* [WHAT TO DO]:
Only certain lines below are wanted: those starting at the line containing "dropdown's min/max bounds." and ending at the line containing "const YEAR_FIELD: &str", both included, each retyped exactly.

Dataset entries
------------------------------------
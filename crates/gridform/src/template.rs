//! Template derivation: structure sheet + dropdown rules sheet -> schema.

use std::collections::BTreeSet;
use std::path::Path;

use crate::input::{SheetGrid, WorkbookData};
use crate::rules::{RuleKind, ValidationRule};
use crate::schema::{RoleTable, SchemaModel};

/// Field the classification dropdown binds to.
const CLASSIFICATION_FIELD: &str = "dataset classification";
/// Fields sharing the scale dropdown's min/max bounds.
const SCALE_FIELDS: [&str; 4] = ["user demand", "economic impact", "better services", "better governance"];
/// Fields validated against the fixed yes/no vocabulary.
const BOOLEAN_FIELDS: [&str; 4] = ["defined owner", "existing metadata", "already published", "open format"];
const YEAR_FIELD: &str = "year";
const MONTH_FIELD: &str = "month";

/// Result of deriving a schema from template bytes.
///
/// An empty schema can mean either a legitimately empty template or a
/// document that could not be decoded; `read_succeeded` tells them apart.
#[derive(Debug, Clone, PartialEq)]
pub struct TemplateOutcome {
    pub schema: SchemaModel,
    pub read_succeeded: bool,
}

/// A column resolved from the header region of a structure sheet.
#[derive(Debug, Clone, PartialEq, Eq)]
pub struct ResolvedColumn {
    /// Effective column name: sub-header if present, else primary header.
    pub name: String,
    /// Merged parent label, when the effective name sits under one.
    pub merged_parent: Option<String>,
}

/// Derives a [`SchemaModel`] from a two-sheet sample template.
///
/// Sheet 0 defines the column structure (primary header row, optional
/// sub-header row, merged header spans). Sheet 1, when present, holds the
/// dropdown reference columns the validation rules are derived from.
///
/// Decode failures are logged and swallowed: the reader always returns an
/// outcome, never an error.
#[derive(Debug, Clone)]
pub struct TemplateReader {
    roles: RoleTable,
    default_header_row_count: usize,
}

impl TemplateReader {
    pub fn new() -> Self {
        Self {
            roles: RoleTable::default(),
            default_header_row_count: 2,
        }
    }

    pub fn with_roles(mut self, roles: RoleTable) -> Self {
        self.roles = roles;
        self
    }

    pub fn with_default_header_row_count(mut self, count: usize) -> Self {
        self.default_header_row_count = count;
        self
    }

    /// Derive a schema from a template file on disk.
    pub fn derive_from_path(&self, path: impl AsRef<Path>) -> TemplateOutcome {
        match WorkbookData::from_path(path.as_ref()) {
            Ok(workbook) => self.derive_from_workbook(&workbook),
            Err(e) => {
                log::error!("error reading sample file '{}': {e}", path.as_ref().display());
                self.failed_outcome()
            }
        }
    }

    /// Derive a schema from template bytes.
    pub fn derive_from_bytes(&self, bytes: &[u8]) -> TemplateOutcome {
        match WorkbookData::from_bytes(bytes) {
            Ok(workbook) => self.derive_from_workbook(&workbook),
            Err(e) => {
                log::error!("error reading sample file: {e}");
                self.failed_outcome()
            }
        }
    }

    /// Derive a schema from an already decoded workbook.
    pub fn derive_from_workbook(&self, workbook: &WorkbookData) -> TemplateOutcome {
        let mut schema = SchemaModel::with_roles(self.roles);

        let Some(structure_sheet) = workbook.sheet(0) else {
            log::error!("sample workbook has no structure sheet");
            return self.failed_outcome();
        };

        for column in resolve_header_columns(structure_sheet) {
            schema.add_column(&column.name);
            if let Some(parent) = &column.merged_parent {
                schema.add_merged_header(parent, &column.name);
            }
        }

        match workbook.sheet(1) {
            Some(rules_sheet) => read_dropdown_rules(rules_sheet, &mut schema),
            None => log::warn!("no second sheet found for validation rules"),
        }

        TemplateOutcome {
            schema,
            read_succeeded: true,
        }
    }

    /// Header height of the sample: index of the first row containing any
    /// non-blank cell, plus one. Falls back to the configured default when
    /// the sheet is entirely blank.
    ///
    /// Computed once per sample and reused for every upload validated
    /// against it.
    pub fn header_row_count(&self, grid: &SheetGrid) -> usize {
        (0..grid.height())
            .find(|&row| !grid.is_row_empty(row))
            .map(|row| row + 1)
            .unwrap_or(self.default_header_row_count)
    }

    fn failed_outcome(&self) -> TemplateOutcome {
        TemplateOutcome {
            schema: SchemaModel::with_roles(self.roles),
            read_succeeded: false,
        }
    }
}

impl Default for TemplateReader {
    fn default() -> Self {
        Self::new()
    }
}

/// Resolve the effective column list from a structure sheet's header region.
///
/// Row 0 is the primary header, row 1 (when present) the sub-header. A
/// merged span in the header region broadcasts its first cell's value over
/// every column it covers, replacing the primary header there. The
/// effective name is the sub-header when non-blank, else the primary
/// header; columns whose effective name is empty are dropped.
pub fn resolve_header_columns(grid: &SheetGrid) -> Vec<ResolvedColumn> {
    let mut columns = Vec::new();
    if grid.height() == 0 {
        return columns;
    }

    let merged_by_column = grid.merged_values_by_column();
    let has_sub_header = grid.height() >= 2;

    for col in 0..grid.width() {
        let mut primary = grid.value(0, col).trim().to_string();
        let sub = if has_sub_header {
            grid.value(1, col).trim()
        } else {
            ""
        };

        if let Some(parent) = merged_by_column.get(&col) {
            if !parent.is_empty() {
                primary = parent.clone();
            }
        }

        let name = if !sub.is_empty() { sub.to_string() } else { primary.clone() };
        if name.is_empty() {
            continue;
        }

        let merged_parent = (primary != name && !primary.is_empty()).then_some(primary);
        columns.push(ResolvedColumn { name, merged_parent });
    }

    columns
}

/// The five fixed reference columns of the rules sheet, as distinct
/// non-blank trimmed value sets.
#[derive(Debug, Default)]
struct ReferenceColumns {
    classification: BTreeSet<String>,
    scale: BTreeSet<String>,
    boolean: BTreeSet<String>,
    year: BTreeSet<String>,
    month: BTreeSet<String>,
}

impl ReferenceColumns {
    fn collect(grid: &SheetGrid) -> Self {
        let mut columns = Self::default();
        for row in 1..grid.height() {
            add_reference_value(&mut columns.classification, grid.value(row, 0));
            add_reference_value(&mut columns.scale, grid.value(row, 1));
            add_reference_value(&mut columns.boolean, grid.value(row, 2));
            add_reference_value(&mut columns.year, grid.value(row, 3));
            add_reference_value(&mut columns.month, grid.value(row, 4));
        }
        columns
    }
}

fn add_reference_value(set: &mut BTreeSet<String>, value: &str) {
    let trimmed = value.trim();
    if !trimmed.is_empty() {
        set.insert(trimmed.to_string());
    }
}

/// Derive validation rules from the dropdown sheet's reference columns and
/// bind them to their fixed target fields.
fn read_dropdown_rules(grid: &SheetGrid, schema: &mut SchemaModel) {
    if grid.height() == 0 {
        log::warn!("no header row found in validation sheet");
        return;
    }

    let reference = ReferenceColumns::collect(grid);

    if !reference.classification.is_empty() {
        let rule = ValidationRule::new(RuleKind::Enum).with_allowed_values(reference.classification.clone());
        schema.add_rule(CLASSIFICATION_FIELD, rule);
    }

    // Non-integer entries in the scale column are discarded, not errors.
    let scale_values: BTreeSet<i64> = reference
        .scale
        .iter()
        .filter_map(|v| v.parse::<i64>().ok())
        .collect();
    if let (Some(&min), Some(&max)) = (scale_values.iter().next(), scale_values.iter().last()) {
        for field in SCALE_FIELDS {
            schema.add_rule(field, ValidationRule::new(RuleKind::Scale).with_range(min, max));
        }
    }

    if !reference.boolean.is_empty() {
        // The vocabulary itself is canonical yes/no; the dropdown's presence
        // is what opts the boolean fields into validation.
        for field in BOOLEAN_FIELDS {
            schema.add_rule(field, ValidationRule::new(RuleKind::Boolean));
        }
    }

    let year = reference.year.iter().find_map(|v| v.parse::<i64>().ok());
    if let Some(year) = year {
        schema.add_rule(YEAR_FIELD, ValidationRule::new(RuleKind::Numeric).with_range(year, year));
    }

    if !reference.month.is_empty() {
        let rule = ValidationRule::new(RuleKind::Enum).with_allowed_values(reference.month.clone());
        schema.add_rule(MONTH_FIELD, rule);
    }
}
------------------------------------
* [RESULT OF THE EXERCISE]:
/// Fields sharing the scale dropdown's min/max bounds.
const SCALE_FIELDS: [&str; 4] = ["user demand", "economic impact", "better services", "better governance"];
/// Fields validated against the fixed yes/no vocabulary.
const BOOLEAN_FIELDS: [&str; 4] = ["defined owner", "existing metadata", "already published", "open format"];
const YEAR_FIELD: &str = "year";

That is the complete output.